**Problem requirements:** The expected output is a verbatim reprint of the lines from the beginning of the data that follows through the line that contains "since the last".

**Data provided:**
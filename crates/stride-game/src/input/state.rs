//! Keyboard-facing input state: held keys, per-frame edges and key bindings

use std::collections::{HashMap, HashSet};

use glam::Vec2;
use serde::{Deserialize, Serialize};
use winit::event::ElementState;
use winit::keyboard::{KeyCode, PhysicalKey};

/// Locomotion commands a key can be bound to
#[derive(Debug, Clone, Copy, PartialEq, Eq, Hash, Serialize, Deserialize)]
pub enum InputAction {
    MoveForward,
    MoveBackward,
    MoveLeft,
    MoveRight,
    Jump,
    /// Run while held
    Run,
}

/// Held actions plus the press/release edges seen since the last
/// [`clear_frame`](Self::clear_frame)
#[derive(Debug, Clone, Default)]
pub struct InputState {
    pub held: HashSet<InputAction>,
    pub just_pressed: HashSet<InputAction>,
    pub just_released: HashSet<InputAction>,
    /// Analog stick (x = horizontal, y = vertical), summed with the keys
    pub move_axis: Vec2,
}

impl InputState {
    pub fn new() -> Self {
        Self::default()
    }

    pub fn is_held(&self, action: InputAction) -> bool {
        self.held.contains(&action)
    }

    pub fn is_just_pressed(&self, action: InputAction) -> bool {
        self.just_pressed.contains(&action)
    }

    pub fn is_just_released(&self, action: InputAction) -> bool {
        self.just_released.contains(&action)
    }

    /// Records a press edge only when the action was up
    pub fn press(&mut self, action: InputAction) {
        if self.held.insert(action) {
            self.just_pressed.insert(action);
        }
    }

    /// Records a release edge only when the action was down
    pub fn release(&mut self, action: InputAction) {
        if self.held.remove(&action) {
            self.just_released.insert(action);
        }
    }

    /// -1, 0 or 1 depending on which of the two opposing actions are held
    pub fn digital_axis(&self, negative: InputAction, positive: InputAction) -> f32 {
        f32::from(i8::from(self.is_held(positive)) - i8::from(self.is_held(negative)))
    }

    /// Drop this frame's edges; held actions persist
    pub fn clear_frame(&mut self) {
        self.just_pressed.clear();
        self.just_released.clear();
    }
}

/// Physical input that can trigger an action
#[derive(Debug, Clone, Copy, PartialEq, Eq, Hash)]
pub enum InputBinding {
    Key(KeyCode),
}

/// Key map with a reverse index so rebinding UIs can list an action's keys
#[derive(Debug, Clone)]
pub struct InputBindings {
    by_binding: HashMap<InputBinding, InputAction>,
    by_action: HashMap<InputAction, Vec<InputBinding>>,
}

impl Default for InputBindings {
    /// WASD plus arrow keys, Space to jump, either Shift to run
    fn default() -> Self {
        use InputAction::*;

        let mut map = Self {
            by_binding: HashMap::new(),
            by_action: HashMap::new(),
        };
        for (key, action) in [
            (KeyCode::KeyW, MoveForward),
            (KeyCode::KeyS, MoveBackward),
            (KeyCode::KeyA, MoveLeft),
            (KeyCode::KeyD, MoveRight),
            (KeyCode::ArrowUp, MoveForward),
            (KeyCode::ArrowDown, MoveBackward),
            (KeyCode::ArrowLeft, MoveLeft),
            (KeyCode::ArrowRight, MoveRight),
            (KeyCode::Space, Jump),
            (KeyCode::ShiftLeft, Run),
            (KeyCode::ShiftRight, Run),
        ] {
            map.bind(key, action);
        }
        map
    }
}

impl InputBindings {
    pub fn new() -> Self {
        Self::default()
    }

    /// Map `key` to `action`, replacing whatever it was bound to before
    pub fn bind(&mut self, key: KeyCode, action: InputAction) {
        let binding = InputBinding::Key(key);
        if let Some(previous) = self.by_binding.insert(binding, action) {
            self.forget(previous, binding);
        }
        self.by_action.entry(action).or_default().push(binding);
    }

    pub fn unbind(&mut self, key: KeyCode) {
        let binding = InputBinding::Key(key);
        if let Some(action) = self.by_binding.remove(&binding) {
            self.forget(action, binding);
        }
    }

    pub fn get_key_action(&self, key: KeyCode) -> Option<InputAction> {
        self.by_binding.get(&InputBinding::Key(key)).copied()
    }

    pub fn bindings_for(&self, action: InputAction) -> &[InputBinding] {
        self.by_action.get(&action).map(Vec::as_slice).unwrap_or(&[])
    }

    fn forget(&mut self, action: InputAction, binding: InputBinding) {
        if let Some(list) = self.by_action.get_mut(&action) {
            list.retain(|b| *b != binding);
        }
    }
}

/// Turns raw winit key events into [`InputState`] through [`InputBindings`]
#[derive(Debug, Default)]
pub struct InputHandler {
    pub state: InputState,
    pub bindings: InputBindings,
}

impl InputHandler {
    pub fn new() -> Self {
        Self::default()
    }

    /// Unbound and unidentified keys are ignored
    pub fn handle_keyboard(&mut self, physical_key: PhysicalKey, element_state: ElementState) {
        let PhysicalKey::Code(code) = physical_key else {
            return;
        };
        let Some(action) = self.bindings.get_key_action(code) else {
            return;
        };

        if element_state.is_pressed() {
            self.state.press(action);
        } else {
            self.state.release(action);
        }
    }

    /// Analog movement from a gamepad stick or similar
    pub fn set_move_axis(&mut self, axis: Vec2) {
        self.state.move_axis = axis;
    }

    /// Call once the frame's input has been consumed
    pub fn end_frame(&mut self) {
        self.state.clear_frame();
    }
}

**Task answer:**
filename crates/stride-game/src/input/state.rs
//! Keyboard-facing input state: held keys, per-frame edges and key bindings

use std::collections::{HashMap, HashSet};

use glam::Vec2;
use serde::{Deserialize, Serialize};
use winit::event::ElementState;
use winit::keyboard::{KeyCode, PhysicalKey};

/// Locomotion commands a key can be bound to
#[derive(Debug, Clone, Copy, PartialEq, Eq, Hash, Serialize, Deserialize)]
pub enum InputAction {
    MoveForward,
    MoveBackward,
    MoveLeft,
    MoveRight,
    Jump,
    /// Run while held
    Run,
}

/// Held actions plus the press/release edges seen since the last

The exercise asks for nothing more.